Go through the material below and return each line with the string "AccessMode" in it.

____________________

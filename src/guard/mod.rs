//! Side-effect guards applied before a handler may run: filesystem path
//! containment and outbound rate limiting.

pub mod path;
pub mod rate_limiter;

pub use path::{AccessMode, GuardedPath, PathGuard, PathKind, SecurityError};
pub use rate_limiter::{Admission, RateLimiter};
//! # Toolhub Core - Tool Registry and Dispatch Engine
//!
//! Exposes a catalogue of schema-described tools, read-only resources and
//! prompt templates to a single trusted agent:
//! - Schema validation of loosely typed call arguments
//! - Filesystem path containment for file-touching tools
//! - Fixed-window rate limiting for network tools
//! - Per-call timeouts and panic capture with normalized results
//! - TCP+msgpack transport
//!
//! ## Architecture
//!
//! ```text
//!                    ┌─────────────────────────────────┐
//!   IPC requests  →  │         Dispatch Engine         │
//!                    │  ┌─────────┐ ┌─────────┐        │
//!                    │  │ Schema  │ │  Tool   │        │
//!                    │  │Validator│ │Registry │        │
//!                    │  └─────────┘ └─────────┘        │
//!                    │  ┌─────────┐ ┌─────────┐        │
//!                    │  │  Path   │ │RateLimit│        │
//!                    │  │  Guard  │ │   er    │        │
//!                    │  └─────────┘ └─────────┘        │
//!                    └─────────────────────────────────┘
//! ```

// Enforce strict safety at compile time
#![deny(unsafe_code)]
#![warn(missing_debug_implementations)]
#![warn(rust_2018_idioms)]

// Re-export public API
pub mod builtin;
pub mod catalog;
pub mod dispatch;
pub mod guard;
pub mod ipc;
pub mod server;
pub mod tools;
pub mod types;

// Internal utilities
pub mod observability;

pub use dispatch::{CallRequest, CallResult, DispatchEngine};
pub use server::ToolServer;
pub use types::{Config, Error, IpcConfig, Result};
//! Strongly-typed identifiers.

use serde::{Deserialize, Serialize};
use std::fmt;

/// Macro to define a strongly-typed ID newtype wrapper.
///
/// Generates: struct, `new()` (UUID v4), `from_string()`, `as_str()`,
/// Default, Display, Serialize, Deserialize.
macro_rules! define_id {
    ($name:ident) => {
        #[derive(Debug, Clone, PartialEq, Eq, Hash, Serialize, Deserialize)]
        pub struct $name(String);

        impl $name {
            pub fn new() -> Self {
                Self(uuid::Uuid::new_v4().to_string())
            }

            pub fn from_string(s: String) -> Result<Self, &'static str> {
                if s.is_empty() {
                    return Err(concat!(stringify!($name), " cannot be empty"));
                }
                Ok(Self(s))
            }

            pub fn as_str(&self) -> &str {
                &self.0
            }
        }

        impl Default for $name {
            fn default() -> Self {
                Self::new()
            }
        }

        impl fmt::Display for $name {
            fn fmt(&self, f: &mut fmt::Formatter<'_>) -> fmt::Result {
                write!(f, "{}", self.0)
            }
        }
    };
}

define_id!(CallId);
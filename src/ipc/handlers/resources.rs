//! Resources service handler.

use serde_json::Value;

use crate::ipc::router::str_field;
use crate::server::ToolServer;
use crate::types::{Error, Result};

pub async fn handle(server: &ToolServer, method: &str, body: Value) -> Result<Value> {
    match method {
        "ListResources" => Ok(server.list_resources()),

        "ReadResource" => {
            let uri = str_field(&body, "uri")?;
            server.read_resource(&uri).await
        }

        _ => Err(Error::not_found(format!("Unknown resources method: {}", method))),
    }
}
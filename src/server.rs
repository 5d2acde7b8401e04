//! Tool server facade: the six protocol operations over one dispatch engine
//! and the resource/prompt catalogues.

use serde_json::{json, Map, Value};
use std::sync::Arc;
use std::time::Instant;

use crate::builtin;
use crate::catalog::{PromptCatalog, RenderedPrompt, ResourceCatalog, ResourceSource};
use crate::dispatch::{CallRequest, CallResult, DispatchEngine};
use crate::guard::{AccessMode, PathGuard, PathKind};
use crate::tools::ToolRegistry;
use crate::types::{Config, Error, Result};

#[derive(Debug)]
pub struct ToolServer {
    engine: DispatchEngine,
    resources: ResourceCatalog,
    prompts: PromptCatalog,
    started: Instant,
}

impl ToolServer {
    pub fn new(engine: DispatchEngine, resources: ResourceCatalog, prompts: PromptCatalog) -> Self {
        Self {
            engine,
            resources,
            prompts,
            started: Instant::now(),
        }
    }

    /// Server with every built-in tool, the discovered resources and the
    /// built-in prompts.
    pub fn from_config(config: &Config) -> Result<Self> {
        let guard = Arc::new(PathGuard::from_config(&config.sandbox)?);

        let mut registry = ToolRegistry::new();
        builtin::register_all(&mut registry, config)?;
        tracing::info!(tools = registry.len(), "Tool registry ready");

        let resources = ResourceCatalog::discover(&guard);
        let engine = DispatchEngine::from_config(Arc::new(registry), guard, config);
        Ok(Self::new(engine, resources, PromptCatalog::with_builtin()))
    }

    pub fn engine(&self) -> &DispatchEngine {
        &self.engine
    }

    pub fn list_tools(&self) -> Value {
        let tools: Vec<Value> = self.engine.registry().list().map(|d| d.to_listing()).collect();
        json!({ "tools": tools })
    }

    pub async fn call_tool(&self, request: CallRequest) -> CallResult {
        self.engine.dispatch(request).await
    }

    pub fn list_resources(&self) -> Value {
        let resources: Vec<Value> = self.resources.list().map(|r| r.to_listing()).collect();
        json!({ "resources": resources })
    }

    /// Read a resource. File resources are re-checked against the guard
    /// because the file may have been swapped since discovery.
    pub async fn read_resource(&self, uri: &str) -> Result<Value> {
        let resource = self.resources.lookup(uri)?;
        let text = match &resource.source {
            ResourceSource::File(path) => {
                let guarded = self.engine.guard().resolve(
                    &path.to_string_lossy(),
                    AccessMode::Read,
                    PathKind::File,
                )?;
                tokio::fs::read_to_string(guarded.as_path())
                    .await
                    .map_err(|e| Error::internal(format!("cannot read resource {uri}: {}", e.kind())))?
            }
            ResourceSource::Status => serde_json::to_string_pretty(&self.status())?,
        };
        Ok(json!({
            "uri": resource.uri,
            "mimeType": resource.mime_type,
            "text": text,
        }))
    }

    pub fn list_prompts(&self) -> Value {
        let prompts: Vec<Value> = self.prompts.list().map(|p| p.to_listing()).collect();
        json!({ "prompts": prompts })
    }

    pub fn get_prompt(&self, name: &str, arguments: &Map<String, Value>) -> Result<RenderedPrompt> {
        Ok(self.prompts.render(name, arguments)?)
    }

    fn status(&self) -> Value {
        json!({
            "status": "running",
            "version": env!("CARGO_PKG_VERSION"),
            "uptime_seconds": self.started.elapsed().as_secs(),
            "tools": self.engine.registry().len(),
            "resources": self.resources.len(),
            "prompts": self.prompts.len(),
            "sandbox_roots": self.engine.guard().roots().len(),
        })
    }
}

#[cfg(test)]
mod tests {
    use super::*;
    use pretty_assertions::assert_eq;

    fn server(root: &std::path::Path) -> ToolServer {
        let mut config = Config::default();
        config.sandbox.allowed_roots = vec![root.to_path_buf()];
        ToolServer::from_config(&config).unwrap()
    }

    #[test]
    fn test_listings_in_registration_order() {
        let dir = tempfile::tempdir().unwrap();
        let server = server(dir.path());

        let tools = server.list_tools();
        assert_eq!(tools["tools"][0]["name"], "add");
        assert_eq!(tools["tools"][0]["sideEffect"], "pure");

        let prompts = server.list_prompts();
        assert_eq!(prompts["prompts"].as_array().unwrap().len(), 5);
    }

    #[tokio::test]
    async fn test_read_file_and_status_resources() {
        let dir = tempfile::tempdir().unwrap();
        std::fs::write(dir.path().join("b.csv"), "x\n1\n").unwrap();
        std::fs::write(dir.path().join("a.txt"), "hello").unwrap();
        let server = server(dir.path());

        let listing = server.list_resources();
        let uris: Vec<&str> = listing["resources"]
            .as_array()
            .unwrap()
            .iter()
            .map(|r| r["uri"].as_str().unwrap())
            .collect();
        assert_eq!(uris.len(), 3);
        assert!(uris[0].ends_with("a.txt"));
        assert!(uris[1].ends_with("b.csv"));
        assert_eq!(uris[2], "system://status");

        let text = server.read_resource(uris[0]).await.unwrap();
        assert_eq!(text["text"], "hello");
        assert_eq!(text["mimeType"], "text/plain");

        let status = server.read_resource("system://status").await.unwrap();
        let status: Value = serde_json::from_str(status["text"].as_str().unwrap()).unwrap();
        assert_eq!(status["resources"], 3);
        assert_eq!(status["prompts"], 5);

        let err = server.read_resource("file:///etc/passwd").await.unwrap_err();
        assert_eq!(err.to_ipc_error_code(), "NOT_FOUND");
    }

    #[test]
    fn test_get_prompt_errors_map_to_codes() {
        let dir = tempfile::tempdir().unwrap();
        let server = server(dir.path());

        let missing = server.get_prompt("code_review", &Map::new()).unwrap_err();
        assert_eq!(missing.to_ipc_error_code(), "INVALID_ARGUMENT");
        let unknown = server.get_prompt("nope", &Map::new()).unwrap_err();
        assert_eq!(unknown.to_ipc_error_code(), "NOT_FOUND");
    }
}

____________________

◆ TASK ANSWER
pub use path::{AccessMode, GuardedPath, PathGuard, PathKind, SecurityError};
use crate::guard::{AccessMode, PathGuard, PathKind};
                    AccessMode::Read,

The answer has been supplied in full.